• **Directions**
Respond with exact copies of the lines running from the line that contains "pub mod moderation;" to the end of the material.

• **Given data**
━━━━━━━━━━━━━━━━━━━━

/// Trim every text field of an edit form and require a name.
///
/// # Errors
///
/// Returns `ServiceError::Validation` when the name is blank.
pub fn normalize_shop_form(form: &ShopFields) -> Result<ShopFields, ServiceError> {
    let normalized = ShopFields {
        name: form.name.trim().to_string(),
        phone: form.phone.trim().to_string(),
        address: form.address.trim().to_string(),
        city: form.city.trim().to_string(),
        schedule: form.schedule.trim().to_string(),
        whatsapp: form.whatsapp,
    };
    if normalized.name.is_empty() {
        return Err(ServiceError::Validation("shop name is required".to_string()));
    }
    Ok(normalized)
}

/// Build the patch an edit form proposes against the current shop.
///
/// # Errors
///
/// Returns `ServiceError::Validation` for a blank name or a form that
/// changes nothing.
pub fn propose_patch(current: &Shop, form: &ShopFields) -> Result<ShopPatch, ServiceError> {
    let proposed = normalize_shop_form(form)?;
    let patch = ShopPatch::diff(&current.fields(), &proposed);
    if patch.is_empty() {
        return Err(ServiceError::Validation("no changes to submit".to_string()));
    }
    Ok(patch)
}

/// Claim state of a shop as seen by the caller.
#[derive(Debug, Clone, Serialize)]
pub struct ClaimStatus {
    pub is_claimed: bool,
    pub pending: Option<ClaimRequest>,
    pub rejected: Option<ClaimRequest>,
}

/// Counts for the admin dashboard.
#[derive(Debug, Clone, Copy, PartialEq, Eq, Serialize)]
pub struct ModerationSummary {
    pub pending_claims: i64,
    pub pending_updates: i64,
}

/// Claim and update-request workflow.
pub struct ModerationService<'a> {
    shops: ShopRepository<'a>,
    claims: ClaimRepository<'a>,
    updates: UpdateRequestRepository<'a>,
}
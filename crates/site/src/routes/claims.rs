//! Claimant-side claim management.

use axum::{
    extract::{Path, State},
    http::StatusCode,
};

use chequealo_core::ClaimRequestId;

use crate::error::Result;
use crate::services::{Caller, ModerationService};
use crate::state::AppState;

/// DELETE /api/claims/{id}
///
/// Deletes one of the caller's rejected claims so a new one can be filed.
///
/// # Errors
///
/// Returns 404 unless the claim is the caller's and was rejected.
pub async fn delete_rejected(
    State(state): State<AppState>,
    caller: Caller,
    Path(id): Path<ClaimRequestId>,
) -> Result<StatusCode> {
    ModerationService::new(state.pool())
        .delete_rejected_claim(&caller, id)
        .await?;
    Ok(StatusCode::NO_CONTENT)
}
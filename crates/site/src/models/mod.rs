//! Domain models for the directory.
//!
//! Row types derive `sqlx::FromRow` and are serialized straight into API
//! responses; request payloads live with the services and routes that
//! accept them.

pub mod moderation;
pub mod review;
pub mod session;
pub mod shop;
pub mod user;

pub use moderation::{ClaimRequest, ClaimWithShop, NewClaim, UpdateRequest, UpdateWithShop};
pub use review::{Reply, Review, ReviewView, UserReview};
pub use session::{CurrentUser, LocationFix};
pub use shop::{FavoriteShop, ListedShop, OwnedShop, Shop};
pub use user::{ProfileStats, User};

━━━━━━━━━━━━━━━━━━━━

• **Exercise answer**
pub mod moderation;
pub mod review;
pub mod session;
pub mod shop;
pub mod user;

pub use moderation::{ClaimRequest, ClaimWithShop, NewClaim, UpdateRequest, UpdateWithShop};
pub use review::{Reply, Review, ReviewView, UserReview};
pub use session::{CurrentUser, LocationFix};
pub use shop::{FavoriteShop, ListedShop, OwnedShop, Shop};
pub use user::{ProfileStats, User};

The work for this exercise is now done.